What is needed — What this exercise calls for is an exact copy of the data.

[Saved entries]
..............................
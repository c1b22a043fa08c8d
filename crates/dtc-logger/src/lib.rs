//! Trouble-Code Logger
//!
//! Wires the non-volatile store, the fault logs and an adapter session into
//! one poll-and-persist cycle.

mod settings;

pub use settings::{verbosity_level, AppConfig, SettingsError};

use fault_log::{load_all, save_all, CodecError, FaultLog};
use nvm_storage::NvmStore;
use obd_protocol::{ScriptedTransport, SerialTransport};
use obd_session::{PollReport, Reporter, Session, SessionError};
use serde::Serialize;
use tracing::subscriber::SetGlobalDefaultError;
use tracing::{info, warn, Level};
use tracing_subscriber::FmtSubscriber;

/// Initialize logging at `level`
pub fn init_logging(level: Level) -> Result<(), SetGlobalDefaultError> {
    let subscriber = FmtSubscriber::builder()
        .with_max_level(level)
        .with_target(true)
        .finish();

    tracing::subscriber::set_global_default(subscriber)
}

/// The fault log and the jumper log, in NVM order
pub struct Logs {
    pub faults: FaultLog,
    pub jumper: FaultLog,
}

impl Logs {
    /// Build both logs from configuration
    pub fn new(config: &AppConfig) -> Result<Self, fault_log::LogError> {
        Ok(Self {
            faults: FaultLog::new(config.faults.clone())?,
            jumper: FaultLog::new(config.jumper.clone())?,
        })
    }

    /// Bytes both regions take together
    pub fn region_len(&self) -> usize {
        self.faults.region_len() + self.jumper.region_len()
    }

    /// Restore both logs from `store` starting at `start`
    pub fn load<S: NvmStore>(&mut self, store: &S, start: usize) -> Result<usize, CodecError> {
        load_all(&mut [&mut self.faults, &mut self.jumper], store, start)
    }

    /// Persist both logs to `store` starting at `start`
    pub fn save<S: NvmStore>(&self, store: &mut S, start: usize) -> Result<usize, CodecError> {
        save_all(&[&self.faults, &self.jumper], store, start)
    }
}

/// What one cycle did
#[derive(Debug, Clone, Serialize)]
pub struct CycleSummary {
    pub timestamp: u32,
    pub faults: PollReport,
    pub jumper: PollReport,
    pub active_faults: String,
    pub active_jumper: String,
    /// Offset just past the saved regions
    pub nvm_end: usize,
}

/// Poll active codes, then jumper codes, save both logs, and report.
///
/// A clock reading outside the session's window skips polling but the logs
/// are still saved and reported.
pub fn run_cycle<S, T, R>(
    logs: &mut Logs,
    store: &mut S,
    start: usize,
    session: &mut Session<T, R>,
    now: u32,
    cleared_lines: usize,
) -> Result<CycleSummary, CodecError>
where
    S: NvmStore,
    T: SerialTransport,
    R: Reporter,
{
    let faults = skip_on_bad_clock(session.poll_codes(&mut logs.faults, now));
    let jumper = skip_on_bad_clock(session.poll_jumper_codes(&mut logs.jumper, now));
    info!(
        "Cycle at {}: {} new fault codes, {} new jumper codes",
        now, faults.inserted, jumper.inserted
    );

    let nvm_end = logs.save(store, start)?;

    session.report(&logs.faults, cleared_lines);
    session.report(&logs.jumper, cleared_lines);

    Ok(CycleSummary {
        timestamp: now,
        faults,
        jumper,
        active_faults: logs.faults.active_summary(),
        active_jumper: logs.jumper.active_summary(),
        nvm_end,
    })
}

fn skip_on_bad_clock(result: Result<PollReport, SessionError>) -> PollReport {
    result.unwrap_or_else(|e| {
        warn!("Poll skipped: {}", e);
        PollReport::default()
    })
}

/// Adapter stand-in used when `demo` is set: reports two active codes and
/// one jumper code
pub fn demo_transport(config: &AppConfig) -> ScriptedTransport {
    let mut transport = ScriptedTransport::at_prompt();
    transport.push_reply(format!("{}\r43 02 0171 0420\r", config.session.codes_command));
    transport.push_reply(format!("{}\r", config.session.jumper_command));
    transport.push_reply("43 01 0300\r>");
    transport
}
..............................
Result —
repository c1b22a043fa08c8d
filename crates/dtc-logger/src/lib.rs
//! Trouble-Code Logger
//!
//! Wires the non-volatile store, the fault logs and an adapter session into
//! one poll-and-persist cycle.

mod settings;

pub use settings::{verbosity_level, AppConfig, SettingsError};

use fault_log::{load_all, save_all, CodecError, FaultLog};
use nvm_storage::NvmStore;
use obd_protocol::{ScriptedTransport, SerialTransport};
use obd_session::{PollReport, Reporter, Session, SessionError};
use serde::Serialize;
use tracing::subscriber::SetGlobalDefaultError;
use tracing::{info, warn, Level};
use tracing_subscriber::FmtSubscriber;

/// Initialize logging at `level`
pub fn init_logging(level: Level) -> Result<(), SetGlobalDefaultError> {
    let subscriber = FmtSubscriber::builder()
        .with_max_level(level)
        .with_target(true)
        .finish();

    tracing::subscriber::set_global_default(subscriber)
}

/// The fault log and the jumper log, in NVM order
pub struct Logs {
    pub faults: FaultLog,
    pub jumper: FaultLog,
}

impl Logs {
    /// Build both logs from configuration
    pub fn new(config: &AppConfig) -> Result<Self, fault_log::LogError> {
        Ok(Self {
            faults: FaultLog::new(config.faults.clone())?,
            jumper: FaultLog::new(config.jumper.clone())?,
        })
    }

    /// Bytes both regions take together
    pub fn region_len(&self) -> usize {
        self.faults.region_len() + self.jumper.region_len()
    }

    /// Restore both logs from `store` starting at `start`
    pub fn load<S: NvmStore>(&mut self, store: &S, start: usize) -> Result<usize, CodecError> {
        load_all(&mut [&mut self.faults, &mut self.jumper], store, start)
    }

    /// Persist both logs to `store` starting at `start`
    pub fn save<S: NvmStore>(&self, store: &mut S, start: usize) -> Result<usize, CodecError> {
        save_all(&[&self.faults, &self.jumper], store, start)
    }
}

/// What one cycle did
#[derive(Debug, Clone, Serialize)]
pub struct CycleSummary {
    pub timestamp: u32,
    pub faults: PollReport,
    pub jumper: PollReport,
    pub active_faults: String,
    pub active_jumper: String,
    /// Offset just past the saved regions
    pub nvm_end: usize,
}

/// Poll active codes, then jumper codes, save both logs, and report.
///
/// A clock reading outside the session's window skips polling but the logs
/// are still saved and reported.
pub fn run_cycle<S, T, R>(
    logs: &mut Logs,
    store: &mut S,
    start: usize,
    session: &mut Session<T, R>,
    now: u32,
    cleared_lines: usize,
) -> Result<CycleSummary, CodecError>
where
    S: NvmStore,
    T: SerialTransport,
    R: Reporter,
{
    let faults = skip_on_bad_clock(session.poll_codes(&mut logs.faults, now));
    let jumper = skip_on_bad_clock(session.poll_jumper_codes(&mut logs.jumper, now));
    info!(
        "Cycle at {}: {} new fault codes, {} new jumper codes",
        now, faults.inserted, jumper.inserted
    );

    let nvm_end = logs.save(store, start)?;

    session.report(&logs.faults, cleared_lines);
    session.report(&logs.jumper, cleared_lines);

    Ok(CycleSummary {
        timestamp: now,
        faults,
        jumper,
        active_faults: logs.faults.active_summary(),
        active_jumper: logs.jumper.active_summary(),
        nvm_end,
    })
}

fn skip_on_bad_clock(result: Result<PollReport, SessionError>) -> PollReport {
    result.unwrap_or_else(|e| {
        warn!("Poll skipped: {}", e);
        PollReport::default()
    })
}

/// Adapter stand-in used when `demo` is set: reports two active codes and
/// one jumper code
pub fn demo_transport(config: &AppConfig) -> ScriptedTransport {
    let mut transport = ScriptedTransport::at_prompt();
    transport.push_reply(format!("{}\r43 02 0171 0420\r", config.session.codes_command));
    transport.push_reply(format!("{}\r", config.session.jumper_command));
    transport.push_reply("43 01 0300\r>");
    transport
}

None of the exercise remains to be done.